Но вот в восьмом веке в Империи начинает веять дух героизма: Империя гибнет, ее спасают Императоры Исаврийцы ценой страшного напряжения всех государственных сил, и в этом напряжении рождается новое патриотическое самосознание Византии. А эта тотальная мобилизация (как у нас при Петре Великом) почти неизбежно должна была поставить вопрос о монашестве и поэтому в политике Копронима ясно чувствуется, что не одна защита монахами икон составляет корень его ненависти к ним. Так вскрылось противоречие между двумя «логиками», изначала отравлявшее отношения между Церковью и Империей. По одной — церковной — государство призвано быть опорой и земным «вместилищем» Церкви и потому подчиняется церковным ценностям, даже если они и противоречат интересам государства, по другой — теократической — само христианство воспринимается, как, в последнем счете, всё тот же государственный культ, как религиозная опора Империи. В первой монашество — символ «иноприродности» Церкви, внутренней свободы христианства и христианской личности от всепоглощающего государственного «утилитаризма», во второй — оно не может рано или поздно не оказаться ненужным для государства, а потому и вредным. За восстанием против монашества вскрылось желание Исаврийцев до конца подчинить Церковь государству, сделать ее до конца «полезной». Исаврийцы в этом отношении оказались последовательными завершителями той теократической «логики», которая, по существу, доминировала в отношениях Империи с Церковью с самого обращения Константина. И это теократическое, абсолютное самосознание государства выразил Лев в предисловии к «Эклоге» — изданному им новому своду законов: «Господь, вручив царство императорам, вместе с тем повелел им пасти верное стадо Христово по примеру Петра, главы Апостолов». Вот последний вывод из Юстиниановой «симфонии».

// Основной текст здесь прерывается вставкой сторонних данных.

use indexmap::IndexMap;
use serde::{Deserialize, Serialize};

/// The kind of ZFS resource a record describes.
///
/// The kind is fixed at construction and selects both the default field
/// schema used for parsing and the remote collection the resource is
/// reported into. Being a closed enum, every match over it is
/// exhaustive; there is no "unknown kind" path to mis-route data down.
///
/// # Examples
///
/// ```
/// use zfsmon_common::types::ResourceKind;
///
/// let kind: ResourceKind = "pool".parse().unwrap();
/// assert_eq!(kind, ResourceKind::Pool);
/// assert_eq!(kind.collection(), "pools");
/// assert_eq!(ResourceKind::Mount.to_string(), "mount");
/// ```
#[derive(Debug, Clone, Copy, PartialEq, Eq, Serialize, Deserialize)]
#[serde(rename_all = "lowercase")]
pub enum ResourceKind {
    Pool,
    Mount,
}

impl ResourceKind {
    /// The remote collection this kind is reported into.
    pub fn collection(&self) -> &'static str {
        match self {
            ResourceKind::Pool => "pools",
            ResourceKind::Mount => "mounts",
        }
    }
}

impl std::fmt::Display for ResourceKind {
    fn fmt(&self, f: &mut std::fmt::Formatter<'_>) -> std::fmt::Result {
        match self {
            ResourceKind::Pool => write!(f, "pool"),
            ResourceKind::Mount => write!(f, "mount"),
        }
    }
}

impl std::str::FromStr for ResourceKind {
    type Err = String;

    fn from_str(s: &str) -> Result<Self, Self::Err> {
        match s.to_lowercase().as_str() {
            "pool" => Ok(ResourceKind::Pool),
            "mount" => Ok(ResourceKind::Mount),
            _ => Err(format!("unknown resource kind: {s}")),
        }
    }
}

/// A single parsed property value.
///
/// Size-typed fields that convert cleanly become [`PropertyValue::Bytes`];
/// everything else, including size fields whose text failed conversion,
/// stays [`PropertyValue::Text`]. Both serialize to their string form on
/// the wire.
#[derive(Debug, Clone, PartialEq, Eq, Serialize)]
#[serde(untagged)]
pub enum PropertyValue {
    Text(String),
    Bytes(u64),
}

impl PropertyValue {
    pub fn as_text(&self) -> Option<&str> {
        match self {
            PropertyValue::Text(s) => Some(s),
            PropertyValue::Bytes(_) => None,
        }
    }

    pub fn as_bytes(&self) -> Option<u64> {
        match self {
            PropertyValue::Text(_) => None,
            PropertyValue::Bytes(n) => Some(*n),
        }
    }
}

impl std::fmt::Display for PropertyValue {
    fn fmt(&self, f: &mut std::fmt::Formatter<'_>) -> std::fmt::Result {
        match self {
            PropertyValue::Text(s) => write!(f, "{s}"),
            PropertyValue::Bytes(n) => write!(f, "{n}"),
        }
    }
}

/// An ordered field-name → value mapping parsed from one listing line.
///
/// Iteration order is the schema order the record was built in. The
/// record never contains a key outside the schema that governed its
/// construction, and is not mutated after the collection layer hands it
/// off.
#[derive(Debug, Clone, Default, PartialEq, Eq)]
pub struct PropertyRecord {
    entries: IndexMap<String, PropertyValue>,
}

impl PropertyRecord {
    pub fn new() -> Self {
        Self::default()
    }

    pub fn insert(&mut self, field: &str, value: PropertyValue) {
        self.entries.insert(field.to_string(), value);
    }

    pub fn get(&self, field: &str) -> Option<&PropertyValue> {
        self.entries.get(field)
    }

    /// The identifying `name` field, when present and textual.
    pub fn name(&self) -> Option<&str> {
        self.get("name").and_then(PropertyValue::as_text)
    }

    pub fn len(&self) -> usize {
        self.entries.len()
    }

    pub fn is_empty(&self) -> bool {
        self.entries.is_empty()
    }

    pub fn iter(&self) -> impl Iterator<Item = (&str, &PropertyValue)> {
        self.entries.iter().map(|(k, v)| (k.as_str(), v))
    }

    /// The record as form-encodable key/value pairs, in schema order.
    /// Field names and values round-trip as strings.
    pub fn form_pairs(&self) -> Vec<(&str, String)> {
        self.iter().map(|(k, v)| (k, v.to_string())).collect()
    }
}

Поэтому победа иконопочитания оказалась и победой монашества. Победой не только внешней, но и внутренней. Гонение возродило и обновило его и в начале девятого века мы видим настоящий расцвет византийского монашества, связанный в первую очередь с именем преп. Феодора Студита. Именно он окончательно формулировал ту идеологию монашества, то определение его функций в церкви, которые и закрепят его победу уже навсегда. В «системе» преп. Феодора монашество ясно определяется, как особое служение Церкви (начиналось ведь оно, как «частное», мирянское и индивидуальное движение). Монахи — «нервы и опора» Церкви, «соль земли и свет мира», «свет для сидящих во мраке», «образец и утверждение». А это так потому, что цель монаха — не какая-то отличная от цели мирянина, а последняя цель всякого христианина — Царство Небесное, спасение души. Спасти же душу нельзя иначе, как отрекшись от мира. «Спрашивать, откуда предано отрекаться от мира (отголосок иконоборческих сомнений в целесообразности монашества) и делаться монахом есть ничто иное, как спрашивать откуда предано делаться христианином». Не следует думать, что преп. Феодор видит спасение в одном монашестве. Но тут открывается центральная проблема всей христианской истории. Феодор утверждает, что христианство невозможно без того, что в Евангелии называется «отречением». А затем констатирует исторический факт: на деле только в монашестве воплощен был евангельский призыв к «единому на потребу». По существу, все христиане призваны к максимализму, но на практике этот максимализм в истории всегда оборачивается «минимализмом» — компромиссом, обмирщением. И потому монашество есть своего рода историческая тень христианства, которую Церковь будет отбрасывать, доколе не «исполнится». По преп. Феодору, монахи должны быть в Церкви ее внутренним активом, вечным напоминанием о последнем призвании христианина, «опорой и утверждением» Церкви. В самом Константинополе преп. Феодор возрождает древний Студийский монастырь, очень скоро становящийся одним из главных центров византийской церковной жизни. Монашество окончательно воцаряется в сердце Византии.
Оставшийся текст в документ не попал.